Now at the top, we’ve another couple of hours walking with Adin, up through the remainder of the valley, to the 14th century fort which overlooks Blagaj and the Mostar plain beyond, and down a steep mountain path, back into the town.


En-route, he opens up about his childhood. He was born in Blagaj during the war; it was a key battleground.  He says it was “like living in the movies, but at that age I couldn’t process anything, I was much older when I finally processed all that stuff.”


Adin moved 27 times during his childhood.  “I was always wearing, like, four coats and three pairs of trousers, in case we had to move again.”  He explains that his father fought in the war and spent 18 months in a JHA concentration camp.  “When he came home at the end of the war, I didn’t recognise my dad. He’d lost like 25 kilos, had this big beard, just stared out of his eyes.”  His father – like most of the men in his generation – spent the rest of his life with PTSD.  We mention to Adin the old men we saw alone at the restaurant last night; he says they probably all have the same condition.


As we trek up to the fortress in the sweltering, now late morning heat, Adin explains that the fortress is in much better condition that it used to be – courtesy of being occupied by defending soldiers during the war.  The areas in the mountains beyond where we were climbing were all mined, he says, and the remote patches are still to be cleared – the government (rightly) having focussed on the more heavily used agricultural land in the plains.


Like every other Bosnian we meet, he’s positive, and forward-looking.  He says that politicians still like to drag up the past and remind everyone of the horrors of 30 years ago, to score political points – but his generation and below are building a more unified, tolerant co-existence.  He’s Bosniak, his girlfriend is Serbian and he works in Belgrade (Serbia’s capital) in the winter.


Life is still far from easy in Bosnia, though.
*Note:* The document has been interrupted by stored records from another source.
//! Change-plan model shared by providers, the quorum engine and the audit log.
//!
//! Backends emit camelCase JSON. Every entry keeps the fields we do not model
//! in `extra`, so nothing a provider proposed is lost on the way to the audit
//! record.

use serde::{Deserialize, Deserializer, Serialize};
use serde_json::{Map, Value};

/// A three-part change proposal: UI patches, database I/O and processing steps
#[derive(Debug, Clone, Default, PartialEq, Deserialize, Serialize)]
pub struct Plan {
    #[serde(default, deserialize_with = "null_as_default")]
    pub ui: UiPlan,

    #[serde(default, deserialize_with = "null_as_default")]
    pub db: DbPlan,

    #[serde(default, deserialize_with = "null_as_default")]
    pub ps: PsPlan,
}

#[derive(Debug, Clone, Default, PartialEq, Deserialize, Serialize)]
pub struct UiPlan {
    #[serde(default, deserialize_with = "null_as_default")]
    pub patches: Vec<Patch>,
}

#[derive(Debug, Clone, Default, PartialEq, Deserialize, Serialize)]
pub struct DbPlan {
    #[serde(default, deserialize_with = "null_as_default")]
    pub reads: Vec<DbOperation>,

    #[serde(default, deserialize_with = "null_as_default")]
    pub writes: Vec<DbOperation>,
}

#[derive(Debug, Clone, Default, PartialEq, Deserialize, Serialize)]
pub struct PsPlan {
    #[serde(default, deserialize_with = "null_as_default")]
    pub steps: Vec<Step>,
}

/// A UI source patch
#[derive(Debug, Clone, Default, PartialEq, Deserialize, Serialize)]
#[serde(rename_all = "camelCase")]
pub struct Patch {
    #[serde(default, skip_serializing_if = "Option::is_none")]
    pub target_path: Option<String>,

    #[serde(default, skip_serializing_if = "Option::is_none")]
    pub content: Option<String>,

    #[serde(flatten)]
    pub extra: Map<String, Value>,
}

/// A database read or write against one collection
#[derive(Debug, Clone, Default, PartialEq, Deserialize, Serialize)]
#[serde(rename_all = "camelCase")]
pub struct DbOperation {
    #[serde(default, skip_serializing_if = "Option::is_none")]
    pub collection: Option<String>,

    #[serde(default, skip_serializing_if = "Option::is_none")]
    pub estimated_reads: Option<f64>,

    #[serde(flatten)]
    pub extra: Map<String, Value>,
}

/// A processing step (server-side patch)
#[derive(Debug, Clone, Default, PartialEq, Deserialize, Serialize)]
#[serde(rename_all = "camelCase")]
pub struct Step {
    #[serde(default, skip_serializing_if = "Option::is_none")]
    pub target_path: Option<String>,

    #[serde(flatten)]
    pub extra: Map<String, Value>,
}

impl Patch {
    pub fn new(target_path: impl Into<String>, content: impl Into<String>) -> Self {
        Self {
            target_path: Some(target_path.into()),
            content: Some(content.into()),
            extra: Map::new(),
        }
    }
}

impl DbOperation {
    pub fn new(collection: impl Into<String>, estimated_reads: Option<f64>) -> Self {
        Self {
            collection: Some(collection.into()),
            estimated_reads,
            extra: Map::new(),
        }
    }
}

impl Step {
    pub fn new(target_path: impl Into<String>) -> Self {
        Self {
            target_path: Some(target_path.into()),
            extra: Map::new(),
        }
    }
}

/// Treat an explicit `null` like a missing field
fn null_as_default<'de, D, T>(deserializer: D) -> Result<T, D::Error>
where
    D: Deserializer<'de>,
    T: Default + Deserialize<'de>,
{
    Ok(Option::<T>::deserialize(deserializer)?.unwrap_or_default())
}

#[cfg(test)]
mod tests {
    use super::*;

    #[test]
    fn test_parse_full_plan() {
        let json = r#"{
            "version": "1.5.0",
            "ui": {
                "patches": [
                    {"op": "CREATE_OR_REPLACE", "targetPath": "src/pages/Admin.jsx", "content": "export default 1;"}
                ]
            },
            "db": {
                "reads": [{"collection": "products", "estimatedReads": 1, "limit": 50}],
                "writes": [{"collection": "modules", "op": "set"}]
            },
            "ps": {"steps": [{"targetPath": "functions/src/index.js", "note": "export"}]},
            "meta": {"summary": "ignored"}
        }"#;

        let plan: Plan = serde_json::from_str(json).unwrap();
        assert_eq!(plan.ui.patches.len(), 1);
        assert_eq!(
            plan.ui.patches[0].target_path.as_deref(),
            Some("src/pages/Admin.jsx")
        );
        assert_eq!(plan.ui.patches[0].extra["op"], "CREATE_OR_REPLACE");
        assert_eq!(plan.db.reads[0].estimated_reads, Some(1.0));
        assert_eq!(plan.db.reads[0].extra["limit"], 50);
        assert_eq!(plan.db.writes[0].collection.as_deref(), Some("modules"));
        assert_eq!(plan.ps.steps[0].extra["note"], "export");
    }

    #[test]
    fn test_missing_and_null_sections_are_empty() {
        let plan: Plan = serde_json::from_str(r#"{"ui": null, "db": {"reads": null}}"#).unwrap();
        assert!(plan.ui.patches.is_empty());
        assert!(plan.db.reads.is_empty());
        assert!(plan.db.writes.is_empty());
        assert!(plan.ps.steps.is_empty());
    }

    #[test]
    fn test_serializes_camel_case() {
        let plan = Plan {
            db: DbPlan {
                reads: vec![DbOperation::new("orders", Some(2.0))],
                writes: vec![],
            },
            ..Plan::default()
        };
        let json = serde_json::to_value(&plan).unwrap();
        assert_eq!(json["db"]["reads"][0]["estimatedReads"], 2.0);
        assert_eq!(json["db"]["reads"][0]["collection"], "orders");
    }
}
He says that around 150,000 18-25 years olds left during the pandemic (Bosnia total population: 3.2 million).  There are simply not enough jobs for them.  Even Adin can’t afford to live in Blagaj all year round, and he’s running three jobs. “Bosnians are very good at getting by on very little” he says.  He leads a frugal life, he says, and grows his own vegetables, like everyone else.  He rolls a rollie and smokes it as we head down the hill and back into the town.
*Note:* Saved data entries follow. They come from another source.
//! Best-effort PII redaction for text that gets persisted.

use regex::Regex;
use std::sync::LazyLock;

static EMAIL: LazyLock<Regex> = LazyLock::new(|| {
    Regex::new(r"(?-u:\b)[A-Za-z0-9._%+-]+@[A-Za-z0-9.-]+\.[A-Za-z]{2,}(?-u:\b)").expect("valid email regex")
});

static PHONE: LazyLock<Regex> = LazyLock::new(|| {
    Regex::new(r"(?-u:\b)[0-9]{3}[-.]?[0-9]{3}[-.]?[0-9]{4}(?-u:\b)").expect("valid phone regex")
});

// Word boundaries are ASCII-only so matches glued to Thai or accented text
// are still found.

/// Replace email addresses with `[EMAIL]`, then US-style phone numbers with
/// `[PHONE]`. Not a guarantee of complete PII removal.
pub fn sanitize(text: &str) -> String {
    let redacted = EMAIL.replace_all(text, "[EMAIL]");
    PHONE.replace_all(&redacted, "[PHONE]").into_owned()
}
use std::path::PathBuf;

pub fn default_version() -> u32 {
    1
}

pub fn default_provider_timeout_sec() -> u64 {
    90
}

pub fn default_openai_model() -> String {
    "gpt-4.1-mini".to_string()
}

pub fn default_openai_key_env() -> String {
    "OPENAI_API_KEY".to_string()
}

pub fn default_openai_base_url() -> String {
    "https://api.openai.com".to_string()
}

pub fn default_anthropic_model() -> String {
    "claude-3-5-sonnet-20240620".to_string()
}

pub fn default_anthropic_key_env() -> String {
    "ANTHROPIC_API_KEY".to_string()
}

pub fn default_anthropic_base_url() -> String {
    "https://api.anthropic.com".to_string()
}

pub fn default_anthropic_max_tokens() -> u32 {
    4096
}

pub fn default_vertex_model() -> String {
    "gemini-1.5-pro".to_string()
}

pub fn default_vertex_location() -> String {
    "asia-southeast1".to_string()
}

pub fn default_vertex_token_env() -> String {
    "VERTEX_ACCESS_TOKEN".to_string()
}

pub fn default_gcloud_binary() -> PathBuf {
    PathBuf::from("gcloud")
}

pub fn default_max_bundle_kb() -> f64 {
    5.0
}

pub fn default_max_reads_per_action() -> f64 {
    2.0
}

pub fn default_compression_factor() -> f64 {
    0.3
}

pub fn default_tti_ms_per_kb() -> f64 {
    2.0
}

pub fn default_audit_dir() -> PathBuf {
    PathBuf::from(".plan-quorum/audit")
}

pub fn default_true() -> bool {
    true
}
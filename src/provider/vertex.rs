use super::{build_prompt, http_error, truncate_chars, PlanProvider, MAX_ERROR_CHARS, SYSTEM_INSTRUCTION};
use crate::config::VertexConfig;
use crate::error::{ConfigError, ProviderError};
use crate::plan::{parse_plan, Plan};
use crate::request::{ChangeSpec, SchemaContext};
use async_trait::async_trait;
use serde_json::{json, Value};
use std::path::PathBuf;
use std::time::Duration;
use tokio::process::Command;
use tokio::time::timeout as tokio_timeout;
use tracing::debug;

const TOKEN_TIMEOUT: Duration = Duration::from_secs(30);

/// Vertex AI Gemini `generateContent`
pub struct VertexProvider {
    pub project: String,
    pub location: String,
    pub model: String,
    pub token_env: String,
    pub gcloud_binary: PathBuf,
    client: reqwest::Client,
}

impl VertexProvider {
    pub fn from_config(config: &VertexConfig) -> Result<Self, ConfigError> {
        let project = config
            .project
            .clone()
            .or_else(|| std::env::var("VERTEX_PROJECT").ok())
            .filter(|p| !p.trim().is_empty())
            .ok_or_else(|| {
                ConfigError::MissingCredential(
                    "providers.vertex.project (or VERTEX_PROJECT) is not set".to_string(),
                )
            })?;

        Ok(Self {
            project,
            location: config.location.clone(),
            model: config.model.clone(),
            token_env: config.token_env.clone(),
            gcloud_binary: config.gcloud_binary.clone(),
            client: reqwest::Client::new(),
        })
    }

    fn endpoint(&self) -> String {
        format!(
            "https://{loc}-aiplatform.googleapis.com/v1/projects/{project}/locations/{loc}/publishers/google/models/{model}:generateContent",
            loc = self.location,
            project = self.project,
            model = self.model
        )
    }

    fn request_body(&self, spec: &ChangeSpec, schema: &SchemaContext) -> Value {
        json!({
            "systemInstruction": { "parts": [{ "text": SYSTEM_INSTRUCTION }] },
            "contents": [{
                "role": "user",
                "parts": [{ "text": build_prompt(spec, schema) }],
            }],
            "generationConfig": { "temperature": 0.2 },
        })
    }

    /// Token from the environment, or minted by `gcloud auth print-access-token`
    async fn access_token(&self) -> Result<String, ProviderError> {
        if let Ok(token) = std::env::var(&self.token_env) {
            if !token.trim().is_empty() {
                return Ok(token.trim().to_string());
            }
        }

        let mut cmd = Command::new(&self.gcloud_binary);
        cmd.arg("auth").arg("print-access-token");

        let output = tokio_timeout(TOKEN_TIMEOUT, cmd.output())
            .await
            .map_err(|_| ProviderError::Token(format!("gcloud timed out after {:?}", TOKEN_TIMEOUT)))?
            .map_err(ProviderError::Io)?;

        if !output.status.success() {
            let stderr = String::from_utf8_lossy(&output.stderr);
            return Err(ProviderError::Token(truncate_chars(stderr.trim(), MAX_ERROR_CHARS)));
        }

        let token = String::from_utf8_lossy(&output.stdout).trim().to_string();
        if token.is_empty() {
            return Err(ProviderError::Token("gcloud printed an empty token".to_string()));
        }
        Ok(token)
    }
}

#[async_trait]
impl PlanProvider for VertexProvider {
    fn name(&self) -> &'static str {
        "vertex"
    }

    async fn generate_plan(
        &self,
        spec: &ChangeSpec,
        schema: &SchemaContext,
    ) -> Result<Plan, ProviderError> {
        let token = self.access_token().await?;

        let body = self.request_body(spec, schema);

        let response = self
            .client
            .post(self.endpoint())
            .bearer_auth(token)
            .json(&body)
            .send()
            .await?;

        if !response.status().is_success() {
            return Err(http_error("vertex", response).await);
        }

        let data: Value = response.json().await?;
        let text = response_text(&data);
        debug!("vertex returned {} chars", text.len());

        if text.trim().is_empty() {
            return Err(ProviderError::EmptyResponse("vertex"));
        }
        parse_plan(&text)
    }
}

fn response_text(data: &Value) -> String {
    data.pointer("/candidates/0/content/parts")
        .and_then(Value::as_array)
        .map(|parts| {
            parts
                .iter()
                .filter_map(|p| p.get("text").and_then(Value::as_str))
                .collect::<Vec<_>>()
                .join("\n")
        })
        .unwrap_or_default()
}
After a very well-earned, two-trout-each lunch at a Buna-side restaurant overlooking the Blagaj Tekija, we head for our air conditioning and set off on the two-hour drive to Sarajevo. 

Past Mostar again, we leave the plain and follow the Neretva River upstream through a pretty valley, weaving amongst the southern Dinaric Alps.  We follow a series of beautiful rivers, gorges, lakes and dams for the next 140km, to Sarajevo.  Bosnia’s mountains are as spectacular as any we’ve seen across Europe – steep, lush, wooded, rocky, all at the same time.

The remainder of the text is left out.